** Problem to solve **
In the listing below, start your output at the line with "state.candidates(next, floor, self.branching_limit);" and end it after the line with "need no search.", copying every line exactly.

** Extracted information **
//! Bounded backtracking search for multiset packing feasibility.
//!
//! # Algorithm
//!
//! Items are placed one at a time, largest class first. At each level the
//! solver lists the slot classes that can currently hold the item, ranked
//! best-fit (tightest slot first), and tries at most `branching_limit` of
//! them before backtracking:
//!
//! ```text
//! items:  . . 1 . 2        (two size-4 items, one size-2 item)
//! slots:  . . . 1 . 1 1    (slots of class 3, 5 and 6)
//!                  ^ ^
//!                  candidates for the next size-4 item, tightest first
//! ```
//!
//! A limit of `1` is deterministic best-fit and may miss packings that
//! exist. Raising the limit only adds branches after the ones already
//! tried, so the answer is monotone in the limit; once the limit reaches
//! the number of classes every candidate is tried and the answer is exact.
//!
//! The search runs on an explicit frame stack with in-place undo, so the
//! depth (one level per item) is not bounded by the call stack.
//!
//! # Upper trimming
//!
//! With `trim_upper` every placement is followed by a dominance check of
//! the remaining items against the remaining slots. The check is a
//! necessary condition, so a trimmed branch could never have succeeded.

use tracing::trace;

use crate::config::QueryOptions;
use crate::error::{PackingError, Result};
use crate::multiset::{dominated, Multiset, PackingMode};
use crate::traits::PackingSolver;

/// Counters collected during one search.
#[derive(Clone, Copy, Debug, Default, PartialEq, Eq)]
pub struct SearchStats {
    /// Placements tried.
    pub nodes: u64,
    /// Levels abandoned after exhausting their candidates.
    pub backtracks: u64,
    /// Placements discarded by upper trimming.
    pub pruned: u64,
}

/// Best-fit search with a per-level branching limit.
#[derive(Clone, Copy, Debug, PartialEq, Eq)]
pub struct BranchingSolver {
    mode: PackingMode,
    branching_limit: usize,
    trim_upper: bool,
}

impl BranchingSolver {
    /// Create a solver.
    ///
    /// # Arguments
    ///
    /// * `mode` - packing rule
    /// * `branching_limit` - candidates explored per level (at least 1)
    /// * `trim_upper` - discard branches failing the dominance bound
    pub fn new(mode: PackingMode, branching_limit: usize, trim_upper: bool) -> Result<Self> {
        if branching_limit == 0 {
            return Err(PackingError::invalid_config(
                "branching_limit must be at least 1",
            ));
        }
        Ok(Self {
            mode,
            branching_limit,
            trim_upper,
        })
    }

    /// Create a solver from query options.
    pub fn from_options(mode: PackingMode, options: &QueryOptions) -> Result<Self> {
        Self::new(mode, options.branching_limit, options.trim_upper)
    }

    /// Per-level branching limit.
    pub fn branching_limit(&self) -> usize {
        self.branching_limit
    }

    /// Whether upper trimming is enabled.
    pub fn trim_upper(&self) -> bool {
        self.trim_upper
    }

    /// Decide feasibility and report search counters.
    pub fn feasible_with_stats(
        &self,
        query: &Multiset,
        target: &Multiset,
    ) -> Result<(bool, SearchStats)> {
        query.check_class_count(target.class_count())?;
        Ok(self.search(query.counts(), target.counts()))
    }

    /// Search over raw counters the caller has already checked for equal length.
    pub(crate) fn fits(&self, items: &[u32], slots: &[u32]) -> bool {
        debug_assert_eq!(items.len(), slots.len());
        let (answer, stats) = self.search(items, slots);
        trace!(
            answer,
            nodes = stats.nodes,
            backtracks = stats.backtracks,
            pruned = stats.pruned,
            "packing search finished"
        );
        answer
    }

    fn search(&self, items: &[u32], slots: &[u32]) -> (bool, SearchStats) {
        let mut stats = SearchStats::default();
        if let Some(answer) = self.precheck(items, slots) {
            return (answer, stats);
        }

        let mut state = State::new(items, slots, self.mode);
        let Some(first) = state.largest_item() else {
            return (true, stats);
        };
        let mut stack = vec![Frame::new(first, state.candidates(first, first, self.branching_limit))];

        while let Some(frame) = stack.last_mut() {
            if let Some(slot) = frame.placed.take() {
                state.undo(frame.item, slot);
            }
            let Some(&slot) = frame.candidates.get(frame.next) else {
                stack.pop();
                stats.backtracks += 1;
                continue;
            };
            frame.next += 1;
            frame.placed = Some(slot);
            let item = frame.item;
            state.place(item, slot);
            stats.nodes += 1;

            if self.trim_upper && !dominated(&state.items, &state.slots, self.mode) {
                stats.pruned += 1;
                continue;
            }

            let Some(next) = state.largest_item() else {
                return (true, stats);
            };
            // Identical nested items take slots in non-decreasing class order.
            let floor = if self.mode == PackingMode::Nested && next == item {
                slot
            } else {
                next
            };
            let candidates = state.candidates(next, floor, self.branching_limit);
            stack.push(Frame::new(next, candidates));
        }
        (false, stats)
    }

    /// Answers that need no search.
    fn precheck(&self, items: &[u32], slots: &[u32]) -> Option<bool> {
        let needs_room = match self.mode {
            PackingMode::Volume => items.iter().skip(1).any(|&c| c > 0),
            _ => items.iter().any(|&c| c > 0),
        };
        if !needs_room {
            return Some(true);
        }
        match self.mode {
            PackingMode::Exact => Some(dominated(items, slots, PackingMode::Exact)),
            PackingMode::Nested => (total(slots) < total(items)).then_some(false),
            PackingMode::Volume => (volume(slots) < volume(items)).then_some(false),
        }
    }
}

impl PackingSolver for BranchingSolver {
    fn mode(&self) -> PackingMode {
        self.mode
    }

    fn feasible(&self, query: &Multiset, target: &Multiset) -> Result<bool> {
        query.check_class_count(target.class_count())?;
        Ok(self.fits(query.counts(), target.counts()))
    }
}

/// Decide whether `query` packs into `target` under `mode`.
///
/// Convenience wrapper around [`BranchingSolver`].
pub fn feasible(
    query: &Multiset,
    target: &Multiset,
    mode: PackingMode,
    branching_limit: usize,
    trim_upper: bool,
) -> Result<bool> {
    BranchingSolver::new(mode, branching_limit, trim_upper)?.feasible(query, target)
}

fn total(counts: &[u32]) -> u64 {
    counts.iter().map(|&c| c as u64).sum()
}

fn volume(counts: &[u32]) -> u64 {
    counts
        .iter()
        .enumerate()
        .map(|(class, &c)| class as u64 * c as u64)
        .sum()
}

/// One search level: the item class being placed and its ranked slots.
struct Frame {
    item: usize,
    candidates: Vec<usize>,
    next: usize,
    placed: Option<usize>,
}

impl Frame {
    fn new(item: usize, candidates: Vec<usize>) -> Self {
        Self {
            item,
            candidates,
            next: 0,
            placed: None,
        }
    }
}

/// Remaining items and slots, mutated in place and undone on backtrack.
struct State {
    items: Vec<u64>,
    slots: Vec<u64>,
    mode: PackingMode,
}

impl State {
    fn new(items: &[u32], slots: &[u32], mode: PackingMode) -> Self {
        Self {
            items: items.iter().map(|&c| c as u64).collect(),
            slots: slots.iter().map(|&c| c as u64).collect(),
            mode,
        }
    }

    /// Largest item class still unplaced. Size-0 items need no room in volume mode.
    fn largest_item(&self) -> Option<usize> {
        let lowest = usize::from(self.mode == PackingMode::Volume);
        self.items
            .iter()
            .rposition(|&c| c > 0)
            .filter(|&class| class >= lowest)
    }

    /// Up to `limit` slot classes for an item of class `item`, tightest first.
    fn candidates(&self, item: usize, floor: usize, limit: usize) -> Vec<usize> {
        match self.mode {
            PackingMode::Exact => (self.slots[item] > 0)
                .then_some(item)
                .into_iter()
                .collect(),
            PackingMode::Nested | PackingMode::Volume => (floor.max(item)..self.slots.len())
                .filter(|&class| self.slots[class] > 0)
                .take(limit)
                .collect(),
        }
    }

    fn place(&mut self, item: usize, slot: usize) {
        self.items[item] -= 1;
        self.slots[slot] -= 1;
        if self.mode == PackingMode::Volume && slot > item {
            self.slots[slot - item] += 1;
        }
    }

    fn undo(&mut self, item: usize, slot: usize) {
        if self.mode == PackingMode::Volume && slot > item {
            self.slots[slot - item] -= 1;
        }
        self.slots[slot] += 1;
        self.items[item] += 1;
    }
}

** Task response **
            let candidates = state.candidates(next, floor, self.branching_limit);
            stack.push(Frame::new(next, candidates));
        }
        (false, stats)
    }

    /// Answers that need no search.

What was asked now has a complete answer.